How Tom Willerer Motivates Product and Engineering Teams
April 1, 2020
Tom Willerer joined Venrock a year ago, to focus on consumer investments, as well as some scalable enterprise SaaS investments.
Prior to that, he was Chief Product Officer at Coursera, and helped it scale from 50 people to 300, from one business line to three, from $1,000,000 in revenue to… $100,000,000. During his time there, his team grew from 10 people to 160, with all the associated challenges when you transition from being an individual manager to a manager of managers, to a leader of large teams.
Before joining Coursera, Tom has spent seven years working in advertising and joined Netflix at the time they were still shipping DVDs around the US. When he left the company as VP of Product, Netflix was global streaming and doing originals.
How can we learn from his 17 years of experience in companies that benefitted from spectacular growth?
Our mission, at Plato has always been to try to learn from the best engineering and product leaders. To do so, we match product and tech managers with top-of-class mentors, so that they can become great leaders.
Fortunately, Tom sat down with a few mentees from the Plato community for an AMA. You can watch the full video here, or scroll through a few of our favorite questions and answers below, sorted by topic.
Tom Willerer, CPO of Coursera, on motivating product and engineering teams
Vision
A few mentees asked Tom what he thought about vision and how he helped his teams understand it and act through it.
Q: How did you explain vision to your employees? What were the questions you received from your teams about the scaling element?

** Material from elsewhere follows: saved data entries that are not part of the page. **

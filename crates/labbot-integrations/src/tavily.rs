use async_trait::async_trait;
use labbot_core::{
    tools::{SearchHit, SearchProvider},
    Result,
};
use serde::{Deserialize, Serialize};
use tracing::info;

use crate::http::{build_client, read_json, request_err};

const TAVILY_BASE_URL: &str = "https://api.tavily.com";

#[derive(Debug, Serialize)]
struct SearchRequest<'a> {
    query: &'a str,
    max_results: u8,
    search_depth: &'static str,
}

#[derive(Debug, Deserialize)]
struct SearchResponse {
    #[serde(default)]
    results: Vec<TavilyResult>,
}

#[derive(Debug, Deserialize)]
struct TavilyResult {
    #[serde(default)]
    title: String,
    url: String,
    #[serde(default)]
    content: String,
}

#[derive(Clone, Debug)]
pub struct TavilySearch {
    http: reqwest::Client,
    base_url: String,
    api_key: String,
}

impl TavilySearch {
    pub fn new(api_key: impl Into<String>) -> Result<Self> {
        Self::with_base_url(api_key, TAVILY_BASE_URL)
    }

    pub fn with_base_url(api_key: impl Into<String>, base_url: impl Into<String>) -> Result<Self> {
        Ok(Self {
            http: build_client()?,
            base_url: base_url.into().trim_end_matches('/').to_string(),
            api_key: api_key.into(),
        })
    }
}

#[async_trait]
impl SearchProvider for TavilySearch {
    async fn search(&self, query: &str, max_results: u8) -> Result<Vec<SearchHit>> {
        info!(max_results, "tavily search");
        let resp = self
            .http
            .post(format!("{}/search", self.base_url))
            .bearer_auth(&self.api_key)
            .json(&SearchRequest {
                query,
                max_results,
                search_depth: "basic",
            })
            .send()
            .await
            .map_err(|e| request_err("tavily search", e))?;

        let body: SearchResponse = read_json("tavily search", resp).await?;
        Ok(body
            .results
            .into_iter()
            .map(|r| SearchHit {
                title: r.title,
                url: r.url,
                content: r.content,
            })
            .collect())
    }
}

A: My journey on vision was somewhat painful. I came from Netflix, and Netflix is famous for being extremely focused. I never set out the 10 year vision for the company. It was always clear that we weren’t a DVD service, that we were going to work toward streaming, so in that sense the vision was there but it wasn’t explicit. We were much more of an experimental company- test and try things, see what works, and follow the data. I took that approach when I moved over to Coursera.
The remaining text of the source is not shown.